A Benchmark for Reasoning over Rules
1Johns Hopkins University · 2Télécom Paris
DeonticBench is a benchmark for evaluating LLMs on deontic reasoning over real-world legal and regulatory statutes. Given case facts and statutory rules, models must derive legally correct answers — either by generating executable Prolog programs (few-shot or zero-shot) or by answering directly in natural language. It spans five domains — U.S. federal income tax, airline baggage policies, state housing and eviction law, and USCIS immigration appeals — and ships with verified reference Prolog programs for every case, enabling rigorous, executable evaluation of rule-following beyond surface-level pattern matching.
Tax, airline, housing, and immigration law — drawn from actual statutes and case records.
Few-shot Prolog, zero-shot Prolog, and direct natural-language answering.

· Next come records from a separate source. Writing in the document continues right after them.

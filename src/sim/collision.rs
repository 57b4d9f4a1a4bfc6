//! Collision detection and resolution
//!
//! Runs after every entity has moved. Bullets are points tested against
//! bodies; the player and pickups are boxes. Splash damage is resolved here
//! from detonation points, so projectiles never need to see the enemy list.

use glam::Vec2;
use rand::Rng;

use super::spawn;
use super::state::{GameEvent, GameState, ItemKind, Notice, palette};
use crate::consts::{HEAL_DROP_CHANCE, SPLASH_RADIUS};

/// An explosive round going off
#[derive(Debug, Clone, Copy, PartialEq)]
pub struct Detonation {
    pub pos: Vec2,
    pub damage: f32,
}

/// Resolve every contact for this tick. `detonations` holds explosions
/// already triggered by bullet movement (floor or field edge).
pub fn resolve(state: &mut GameState, mut detonations: Vec<Detonation>) {
    player_bullets(state, &mut detonations);
    for blast in detonations {
        splash(state, blast);
    }
    reap_enemies(state);
    hostile_bullets(state);
    pickups(state);
}

/// Player rounds against the boss first, then the first enemy they touch
fn player_bullets(state: &mut GameState, detonations: &mut Vec<Detonation>) {
    let mut bullets = std::mem::take(&mut state.player_bullets);
    for b in bullets.iter_mut().filter(|b| b.active) {
        let on_boss = state
            .boss
            .as_ref()
            .is_some_and(|boss| boss.rect().contains(b.pos));
        if on_boss {
            b.active = false;
            if b.explosive {
                detonations.push(Detonation {
                    pos: b.pos,
                    damage: b.damage,
                });
            } else {
                damage_boss(state, b.damage);
                state.fx.burst(b.pos, 3, palette::SPARK);
            }
            continue;
        }

        let Some(enemy) = state
            .enemies
            .iter_mut()
            .find(|e| !e.is_dead() && e.rect().contains(b.pos))
        else {
            continue;
        };
        b.active = false;
        if b.explosive {
            detonations.push(Detonation {
                pos: b.pos,
                damage: b.damage,
            });
        } else {
            enemy.take_damage(b.damage);
            state.fx.burst(b.pos, 3, palette::BLOOD);
        }
    }
    state.player_bullets = bullets;
}

/// Damage the boss and every enemy whose center is within the blast radius
fn splash(state: &mut GameState, blast: Detonation) {
    state.fx.burst(blast.pos, 30, palette::FIRE);
    for enemy in &mut state.enemies {
        if enemy.center().distance(blast.pos) < SPLASH_RADIUS {
            enemy.take_damage(blast.damage);
        }
    }
    let boss_in_range = state
        .boss
        .as_ref()
        .is_some_and(|boss| boss.center().distance(blast.pos) < SPLASH_RADIUS);
    if boss_in_range {
        damage_boss(state, blast.damage);
    }
}

/// Remove dead enemies and pay out their kill rewards
fn reap_enemies(state: &mut GameState) {
    let (dead, alive): (Vec<_>, Vec<_>) = std::mem::take(&mut state.enemies)
        .into_iter()
        .partition(|e| e.is_dead());
    state.enemies = alive;

    for enemy in dead {
        if state.rng.random_bool(HEAL_DROP_CHANCE) {
            state.drop_item(ItemKind::Heal, enemy.pos);
        }
        state.score += enemy.score;
        state.player.gain_ult(state.tuning.ult_kill_gain);
        state.fx.burst(enemy.center(), 10, palette::BLOOD);
        state.events.push(GameEvent::EnemyKilled {
            kind: enemy.kind,
            pos: enemy.center(),
        });
        log::debug!("Killed {} #{} (+{})", enemy.kind.name(), enemy.id, enemy.score);
    }
}

/// Enemy and boss rounds against the player
fn hostile_bullets(state: &mut GameState) {
    let body = state.player.rect();
    let poison = state.tuning.poison_duration;
    for b in state.enemy_bullets.iter_mut().filter(|b| b.active) {
        if !body.contains(b.pos) {
            continue;
        }
        b.active = false;
        state.player.take_damage(b.damage);
        if b.poison && state.player.apply_poison(poison) {
            state.events.push(GameEvent::Notify(Notice::Poisoned));
        }
    }
}

/// Apply and remove every item the player is touching
fn pickups(state: &mut GameState) {
    let body = state.player.rect();
    let (taken, left): (Vec<_>, Vec<_>) = std::mem::take(&mut state.items)
        .into_iter()
        .partition(|item| body.overlaps(&item.rect()));
    state.items = left;
    for item in taken {
        apply_pickup(state, item.kind);
    }
}

fn apply_pickup(state: &mut GameState, kind: ItemKind) {
    let tuning = &state.tuning;
    let player = &mut state.player;
    let notice = match kind {
        ItemKind::Heal => {
            player.hp = (player.hp + tuning.heal_amount).min(player.max_hp);
            Some(Notice::Healed)
        }
        ItemKind::Upgrade => {
            player.damage += tuning.upgrade_damage;
            player.gun_level += 1;
            Some(Notice::WeaponUpgrade)
        }
        ItemKind::Shield => {
            player.shield = tuning.shield_amount;
            Some(Notice::ShieldEquipped)
        }
        ItemKind::Score => {
            state.score += tuning.score_pickup;
            None
        }
        ItemKind::MaxHp => {
            player.max_hp += tuning.max_hp_gain;
            player.hp = (player.hp + tuning.max_hp_gain).min(player.max_hp);
            Some(Notice::MaxHpIncreased)
        }
        ItemKind::FireRate => {
            player.fire_rate = player
                .fire_rate
                .saturating_sub(tuning.fire_rate_step)
                .max(tuning.fire_rate_floor);
            Some(Notice::RapidFire)
        }
    };
    state.events.push(GameEvent::ItemPicked { kind });
    if let Some(notice) = notice {
        state.notify(notice);
    }
}

/// Damage the live boss; kills are settled immediately
pub fn damage_boss(state: &mut GameState, amount: f32) {
    let Some(boss) = state.boss.as_mut() else {
        return;
    };
    let (_, notice) = boss.take_damage(amount);
    let (hp, max_hp) = (boss.hp, boss.max_hp);
    let dead = boss.is_dead();
    state.events.push(GameEvent::BossDamaged { hp, max_hp });
    if let Some(notice) = notice {
        state.notify(notice);
    }
    if dead {
        defeat_boss(state);
    }
}

/// Pay out the boss rewards and roll over to the next wave
fn defeat_boss(state: &mut GameState) {
    let Some(boss) = state.boss.take() else {
        return;
    };
    let wave = state.wave;
    state.fx.burst(boss.center(), 100, palette::GOLD);
    state.score += 1000 + 500 * wave as u64;
    state.events.push(GameEvent::BossDefeated {
        kind: boss.kind.label(),
        wave,
    });
    log::info!("Boss {} defeated on wave {}, score {}", boss.kind.label(), wave, state.score);

    let y = state.viewport.floor_y - 30.0;
    let x = boss.pos.x;
    state.drop_item(ItemKind::Heal, Vec2::new(x, y));
    state.drop_item(ItemKind::Score, Vec2::new(x + 40.0, y));
    state.drop_item(ItemKind::MaxHp, Vec2::new(x + 80.0, y));

    state.wave += 1;
    spawn::init_wave(state);
}
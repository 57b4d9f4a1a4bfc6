//! Real-time driver
//!
//! Turns wall-clock frames into fixed simulation ticks and hands the
//! results to the host's collaborators: the HUD, the renderer and the score
//! store.

use crate::highscores::ScoreStore;
use crate::hud::HudSnapshot;
use crate::renderer::{RenderSink, Scene};
use crate::settings::Settings;
use crate::sim::state::{GameEvent, GamePhase, GameState, Notice, Viewport};
use crate::sim::tick::{TickInput, tick};

/// Fixed-timestep accumulator
#[derive(Debug, Clone, PartialEq)]
pub struct FixedStep {
    /// Unconsumed real time in milliseconds
    accumulator: f64,
    /// Milliseconds per tick
    interval: f64,
    max_substeps: u32,
}

impl FixedStep {
    pub fn new(tick_hz: u32, max_substeps: u32) -> Self {
        Self {
            accumulator: 0.0,
            interval: 1000.0 / f64::from(tick_hz.max(1)),
            max_substeps: max_substeps.max(1),
        }
    }

    pub fn from_settings(settings: &Settings) -> Self {
        Self::new(settings.tick_hz, settings.max_substeps)
    }

    /// Add `elapsed_ms` of real time and return how many ticks to run.
    /// Anything beyond `max_substeps` ticks is dropped so a stall never
    /// turns into a burst of catch-up frames.
    pub fn advance(&mut self, elapsed_ms: f64) -> u32 {
        self.accumulator += elapsed_ms.max(0.0);

        let mut ticks = 0;
        while self.accumulator >= self.interval && ticks < self.max_substeps {
            self.accumulator -= self.interval;
            ticks += 1;
        }

        if self.accumulator >= self.interval {
            let dropped = (self.accumulator / self.interval).floor();
            log::debug!("Dropping {} ticks of backlog", dropped);
            self.accumulator %= self.interval;
        }
        ticks
    }

    /// Leftover time as a fraction of a tick (for interpolation)
    pub fn alpha(&self) -> f64 {
        self.accumulator / self.interval
    }

    pub fn reset(&mut self) {
        self.accumulator = 0.0;
    }
}

/// Consumer of HUD updates and per-frame events
pub trait HudSink {
    fn update(&mut self, hud: &HudSnapshot, events: &[GameEvent]);
}

/// HUD that writes notices to the log (headless runs)
#[derive(Debug, Default)]
pub struct LogHud {
    last_wave: u32,
}

impl HudSink for LogHud {
    fn update(&mut self, hud: &HudSnapshot, events: &[GameEvent]) {
        for event in events {
            if let GameEvent::Notify(notice) = event {
                match notice {
                    Notice::BossSpawned
                    | Notice::BossEngaged
                    | Notice::WeatherWarning(_)
                    | Notice::WeatherCleared => {
                        log::info!("{}", notice.text())
                    }
                    _ => log::debug!("{}", notice.text()),
                }
            }
        }
        if hud.wave != self.last_wave {
            self.last_wave = hud.wave;
            log::info!("{} | score {} | hp {}", hud.wave_label, hud.score, hud.hp);
        }
    }
}

/// One run wired to its collaborators
pub struct Runner<H, R, S> {
    state: GameState,
    clock: FixedStep,
    input: TickInput,
    events: Vec<GameEvent>,
    submitted: bool,
    hud: H,
    renderer: R,
    scores: S,
}

impl<H: HudSink, R: RenderSink, S: ScoreStore> Runner<H, R, S> {
    pub fn new(settings: &Settings, seed: u64, hud: H, renderer: R, scores: S) -> Self {
        let mut state = GameState::from_settings(settings, seed);
        // Opening wave announcement goes out with the first frame
        let events = std::mem::take(&mut state.events);
        Self {
            state,
            clock: FixedStep::from_settings(settings),
            input: TickInput::default(),
            events,
            submitted: false,
            hud,
            renderer,
            scores,
        }
    }

    /// Input used for every tick until replaced
    pub fn set_input(&mut self, input: TickInput) {
        self.input = input;
    }

    /// Handle one real frame. Returns the number of ticks simulated.
    pub fn frame(&mut self, elapsed_ms: f64) -> u32 {
        let ticks = self.clock.advance(elapsed_ms);
        for _ in 0..ticks {
            tick(&mut self.state, &self.input);
            self.events.append(&mut self.state.events);
        }

        if !self.submitted {
            let ended = self.events.iter().find_map(|e| match e {
                GameEvent::RunEnded { score, wave } => Some((*score, *wave)),
                _ => None,
            });
            if let Some((score, wave)) = ended {
                self.submitted = true;
                if self.scores.submit(score, wave) {
                    log::info!("New best score: {}", score);
                }
            }
        }

        self.hud
            .update(&HudSnapshot::capture(&self.state), &self.events);
        self.renderer.draw(&Scene::capture(&self.state));
        self.events.clear();
        ticks
    }

    /// Throw the run away and start over with `seed`
    pub fn restart(&mut self, seed: u64) {
        let viewport = self.state.viewport;
        let mut state = GameState::with_tuning(seed, viewport, self.state.tuning.clone());
        state.fx.set_cap(self.state.fx.cap());
        state.tick_hz = self.state.tick_hz;
        self.events = std::mem::take(&mut state.events);
        self.state = state;
        self.clock.reset();
        self.input = TickInput::default();
        self.submitted = false;
    }

    /// Host canvas changed size
    pub fn resize(&mut self, viewport: Viewport) {
        self.state.resize(viewport);
    }

    pub fn is_over(&self) -> bool {
        self.state.phase == GamePhase::GameOver
    }

    pub fn state(&self) -> &GameState {
        &self.state
    }

    pub fn state_mut(&mut self) -> &mut GameState {
        &mut self.state
    }

    pub fn hud(&self) -> &H {
        &self.hud
    }

    pub fn renderer(&self) -> &R {
        &self.renderer
    }

    pub fn scores(&self) -> &S {
        &self.scores
    }
}

#[cfg(test)]
mod tests {
    use super::*;
    use crate::highscores::HighScores;

    #[derive(Default)]
    struct RecordingHud {
        frames: usize,
        events: Vec<GameEvent>,
        last: Option<HudSnapshot>,
    }

    impl HudSink for RecordingHud {
        fn update(&mut self, hud: &HudSnapshot, events: &[GameEvent]) {
            self.frames += 1;
            self.events.extend_from_slice(events);
            self.last = Some(hud.clone());
        }
    }

    #[derive(Default)]
    struct CountingRenderer {
        draws: usize,
        last_frame: u64,
    }

    impl RenderSink for CountingRenderer {
        fn draw(&mut self, scene: &Scene) {
            self.draws += 1;
            self.last_frame = scene.frame;
        }
    }

    #[derive(Default)]
    struct CountingStore {
        inner: HighScores,
        submissions: usize,
    }

    impl ScoreStore for CountingStore {
        fn best(&self) -> u64 {
            self.inner.best()
        }

        fn submit(&mut self, score: u64, wave: u32) -> bool {
            self.submissions += 1;
            self.inner.submit(score, wave)
        }
    }

    fn settings() -> Settings {
        // 20 ms ticks keep the arithmetic exact
        Settings {
            tick_hz: 50,
            max_substeps: 4,
            ..Settings::default()
        }
    }

    fn runner() -> Runner<RecordingHud, CountingRenderer, CountingStore> {
        Runner::new(
            &settings(),
            42,
            RecordingHud::default(),
            CountingRenderer::default(),
            CountingStore::default(),
        )
    }

    #[test]
    fn test_fixed_step_carries_remainder() {
        let mut clock = FixedStep::new(50, 4);
        assert_eq!(clock.advance(10.0), 0);
        assert_eq!(clock.advance(15.0), 1);
        assert!((clock.alpha() - 0.25).abs() < 1e-9);
        assert_eq!(clock.advance(15.0), 1);
    }

    #[test]
    fn test_fixed_step_drops_backlog() {
        let mut clock = FixedStep::new(50, 4);
        assert_eq!(clock.advance(1010.0), 4);
        assert!((clock.alpha() - 0.5).abs() < 1e-9);
        assert_eq!(clock.advance(10.0), 1);
    }

    #[test]
    fn test_negative_elapsed_is_ignored() {
        let mut clock = FixedStep::new(50, 4);
        assert_eq!(clock.advance(-100.0), 0);
        assert_eq!(clock.advance(20.0), 1);
    }

    #[test]
    fn test_frame_feeds_collaborators() {
        let mut r = runner();
        assert_eq!(r.frame(40.0), 2);
        assert_eq!(r.state().frame, 2);
        assert_eq!(r.hud().frames, 1);
        assert_eq!(r.renderer().draws, 1);
        assert_eq!(r.renderer().last_frame, 2);

        // Idle frame still refreshes the projections
        assert_eq!(r.frame(5.0), 0);
        assert_eq!(r.hud().frames, 2);
        assert_eq!(r.renderer().draws, 2);
    }

    #[test]
    fn test_run_end_submitted_once() {
        let mut r = runner();
        r.state_mut().score = 700;
        r.state_mut().player.hp = 0.0;
        r.frame(20.0);
        assert!(r.is_over());
        assert_eq!(r.scores().submissions, 1);
        assert_eq!(r.scores().best(), 700);
        assert!(
            r.hud()
                .events
                .iter()
                .any(|e| matches!(e, GameEvent::RunEnded { score: 700, .. }))
        );

        for _ in 0..10 {
            r.frame(20.0);
        }
        assert_eq!(r.scores().submissions, 1);
        assert!(r.hud().last.as_ref().is_some_and(|h| h.game_over));
    }

    #[test]
    fn test_restart_allows_another_submission() {
        let mut r = runner();
        r.state_mut().player.hp = 0.0;
        r.frame(20.0);
        r.restart(7);
        assert!(!r.is_over());
        assert_eq!(r.state().frame, 0);
        r.state_mut().player.hp = 0.0;
        r.frame(20.0);
        assert_eq!(r.scores().submissions, 2);
    }

    fn wave_starts(hud: &RecordingHud) -> usize {
        hud.events
            .iter()
            .filter(|e| matches!(e, GameEvent::WaveStarted { wave: 1 }))
            .count()
    }

    #[test]
    fn test_opening_wave_reaches_hud() {
        let mut r = runner();
        r.frame(20.0);
        assert_eq!(wave_starts(r.hud()), 1);
        r.frame(20.0);
        assert_eq!(wave_starts(r.hud()), 1);

        r.restart(9);
        assert_eq!(r.state().tick_hz, 50);
        r.frame(5.0);
        assert_eq!(wave_starts(r.hud()), 2);
    }
}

Each with a ground-truth label and a reference Prolog program for every instance.
| Domain | Description | Label | Hard | Whole |
|---|---|---|---|---|
| SARA Numeric | U.S. federal income tax (§1, §2, §63, §151, §152, …) | Integer (tax owed, $) | 35 | 100 |
| SARA Binary | Entailment / contradiction over individual tax statute clauses | 0 / 1 | 30 | 276 |
| Airline | Airline baggage fee policies | Integer (total cost, $) | 80 | 300 |
| Housing | U.S. state housing and eviction law (50 states) | "yes" / "no" | 78 | 5314 |
| USCIS-AAO | USCIS Administrative Appeals Office immigration cases | "Accepted" / "Dismissed" | 28 | 242 |
Each split is available on
Hugging Face.
Every entry contains a natural-language question, a ground-truth label, and a verified
reference_prolog program encoding the applicable rules and case facts.
Domain names link to their original source datasets; USCIS-AAO is introduced in this work.
The model is given the statute text and 1–2 worked Prolog examples, then writes Prolog for the new case.
The model writes Prolog with only the statute text — no worked examples to imitate.
The model answers the question in natural language, with no symbolic intermediate representation.
On the hard subsets, even the best configuration reaches only 44.4% accuracy on SARA Numeric and ~47 macro-F1 on Housing. No single model leads across all five domains, and bootstrap confidence intervals stay wide.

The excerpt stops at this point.